Curiously, The Pittsburgh Sunday Post's columnist Ed F. Balinger was also to cite: "Larry Lajoie, of the Naps, was considered the premier slugger in this line [triples] eight or ten years ago, but those were the days of the lively ball. Wilson's mark [33] is therefore all the more wonderful... "Lajoie's record was 43 triples in one season. The great Cleveland batsman established these figures in 1903."
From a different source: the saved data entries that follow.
//! Error types for the pub/sub RPC layer.
//!
//! This module defines the central `Error` enum, which captures every failure
//! surfaced by the endpoints, the background workers and the broker
//! implementations.
//!
//! ## Error Cases
//! - `ProtocolViolation`: A message broke the wire protocol (sender mismatch,
//!   unknown `response-type`, missing or malformed `message_order`).
//! - `Broker`: A transient transport failure. Background tasks log these and
//!   keep going; the broker's redelivery is the real backstop.
//! - `AckRejected`: Exactly-once acks for leases that already lapsed.
//! - `StreamStalled` / `StreamClosed`: An ordered stream could not make
//!   progress.
//! - `Timeout` / `JobDropped`: A single-result call did not complete.
//! - `Handler` / `NotImplemented`: User-supplied processing failed.
//! - `ServiceShutdown`: A request arrived while the endpoint was stopping.

use core::time::Duration;

pub type Result<T> = core::result::Result<T, Error>;

/// Unified error type for the pub/sub RPC layer.
#[derive(Clone, thiserror::Error, Debug, PartialEq, Eq)]
pub enum Error {
    /// A message violated the request/response wire protocol.
    #[error("Protocol violation: {reason}")]
    ProtocolViolation { reason: String },

    /// A broker call failed. Usually transient.
    #[error("Broker error during {operation}: {context}")]
    Broker {
        operation: &'static str,
        context: String,
    },

    /// The subscription already exists on the broker.
    #[error("Subscription already exists: {subscription}")]
    SubscriptionExists { subscription: String },

    /// The broker refused acks for expired or unknown ack ids. Permanent:
    /// the deliveries behind them are already up for redelivery.
    #[error("Acknowledge rejected on {subscription}: {count} ack ids were expired or unknown")]
    AckRejected { subscription: String, count: usize },

    /// The subscription does not exist on the broker.
    #[error("Subscription not found: {subscription}")]
    SubscriptionNotFound { subscription: String },

    /// No stream item arrived within the per-item timeout.
    #[error("Stream stalled: no item received within {timeout:?}")]
    StreamStalled { timeout: Duration },

    /// Every stream writer went away before the end-of-stream marker.
    #[error("Stream closed before end of stream")]
    StreamClosed,

    /// A single-result call did not resolve in time.
    #[error("Job {job_id} timed out after {timeout:?}")]
    Timeout { job_id: String, timeout: Duration },

    /// The pending result slot was evicted before a response arrived.
    #[error("Job {job_id} was dropped before a response arrived")]
    JobDropped { job_id: String },

    /// A user-supplied handler failed.
    #[error("Handler error: {reason}")]
    Handler { reason: String },

    /// A user-supplied handler was not provided for this kind of request.
    #[error("Not implemented: {operation}")]
    NotImplemented { operation: &'static str },

    /// Internal channel send/receive failure (e.g., closed channel).
    #[error("Channel error: {context}")]
    ChannelError { context: String },

    /// The endpoint configuration is unusable.
    #[error("Invalid configuration: {reason}")]
    InvalidConfig { reason: String },

    /// `startup` was called on an endpoint that is already running.
    #[error("Endpoint already started")]
    AlreadyStarted,

    /// The endpoint is in the process of shutting down.
    #[error("Service is shutting down")]
    ServiceShutdown,
}

impl Error {
    pub fn protocol(reason: impl Into<String>) -> Self {
        Self::ProtocolViolation {
            reason: reason.into(),
        }
    }

    pub fn broker(operation: &'static str, context: impl Into<String>) -> Self {
        Self::Broker {
            operation,
            context: context.into(),
        }
    }

    pub fn handler(reason: impl core::fmt::Display) -> Self {
        Self::Handler {
            reason: reason.to_string(),
        }
    }

    /// Whether retrying the same broker call may succeed.
    pub const fn is_transient(&self) -> bool {
        matches!(self, Self::Broker { .. })
    }
}
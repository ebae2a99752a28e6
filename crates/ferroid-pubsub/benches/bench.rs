use bytes::Bytes;
use core::{hint::black_box, time::Duration};
use criterion::{BenchmarkId, Criterion, Throughput, criterion_group, criterion_main};
use ferroid_pubsub::{cache::TtlCache, ordered_stream};
use tokio::runtime::Builder;

const SENDER: &str = "bench-sender";

/// Arrival orders the transport can produce for a stream of `n` chunks.
#[derive(Clone, Copy, Debug)]
enum Arrival {
    InOrder,
    Reversed,
    Interleaved,
}

impl Arrival {
    fn orders(self, n: u64) -> Vec<u64> {
        match self {
            Self::InOrder => (0..n).collect(),
            Self::Reversed => (0..n).rev().collect(),
            // Odd positions first, then even ones: every other chunk waits.
            Self::Interleaved => (0..n)
                .filter(|i| i % 2 == 1)
                .chain((0..n).filter(|i| i % 2 == 0))
                .collect(),
        }
    }
}

fn bench_reassembly(c: &mut Criterion) {
    let rt = Builder::new_current_thread()
        .enable_time()
        .build()
        .expect("failed to build runtime");
    let payload = Bytes::from_static(b"chunk");

    let mut group = c.benchmark_group("ordered_stream");
    for n in [16u64, 256, 4096] {
        group.throughput(Throughput::Elements(n));
        for arrival in [Arrival::InOrder, Arrival::Reversed, Arrival::Interleaved] {
            let orders = arrival.orders(n);
            group.bench_with_input(
                BenchmarkId::new(format!("{arrival:?}"), n),
                &orders,
                |b, orders| {
                    b.to_async(&rt).iter(|| async {
                        let (writer, stream) = ordered_stream(Duration::from_secs(1));
                        writer.signal_end_of_stream(n, SENDER).expect("end marker");
                        for &order in orders {
                            writer
                                .add(payload.clone(), order, SENDER)
                                .expect("same sender");
                        }
                        let items = stream.try_collect().await.expect("complete stream");
                        black_box(items)
                    });
                },
            );
        }
    }
    group.finish();
}

fn bench_job_cache(c: &mut Criterion) {
    let rt = Builder::new_current_thread()
        .enable_time()
        .build()
        .expect("failed to build runtime");
    // TtlCache reads tokio's clock, which needs a runtime context.
    let _guard = rt.enter();

    let keys: Vec<String> = (0..1024).map(|i| format!("job-{i}")).collect();
    let mut group = c.benchmark_group("job_cache");
    group.throughput(Throughput::Elements(keys.len() as u64));
    group.bench_function("insert_then_remove", |b| {
        b.iter(|| {
            let mut cache = TtlCache::new(Duration::from_secs(3600), keys.len());
            for key in &keys {
                cache.insert(key.clone(), ());
            }
            for key in &keys {
                black_box(cache.remove(key));
            }
        });
    });
    group.bench_function("insert_over_capacity", |b| {
        b.iter(|| {
            let mut cache = TtlCache::new(Duration::from_secs(3600), keys.len() / 4);
            for key in &keys {
                cache.insert(key.clone(), ());
            }
            black_box(cache.len())
        });
    });
    group.finish();
}

criterion_group!(benches, bench_reassembly, bench_job_cache);
criterion_main!(benches);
Indeed, Lajoie's phantom record of 43 triples should have seemed difficult to exceed. Napoleon Lajoie had checked in with 13 triples for Cleveland in 1903. His career high for three-baggers was 25 in 1897, this according to records cited by SABR member J. M. Murphy in the Spring 1988 National Pastime special Lajoie issue. I questioned Murphy directly, whether he had any clue as to why correspondents, writing in 1912, could be so off-base in their record-keeping. He similarly was left at a loss for such disparity, while emphasizing that Lajoie was primarily a doubles hitter of that era. (Additionally, there was no existent publishing connection between the Post and the Dispatch - according to the Carnegie Historical Society - which would seem to rule out the possibility that the above correspondents were one-and-the-same, but they probably drank together). The all-time 'world record' at the time of Wilson's onslaught was 31 triples: jointly held by the deadball-era's Heinie Reitz (1894) and Dave Orr (1886). Consequently, Wilson's record achievement went unheralded in the pages of two Pittsburgh daily newspapers.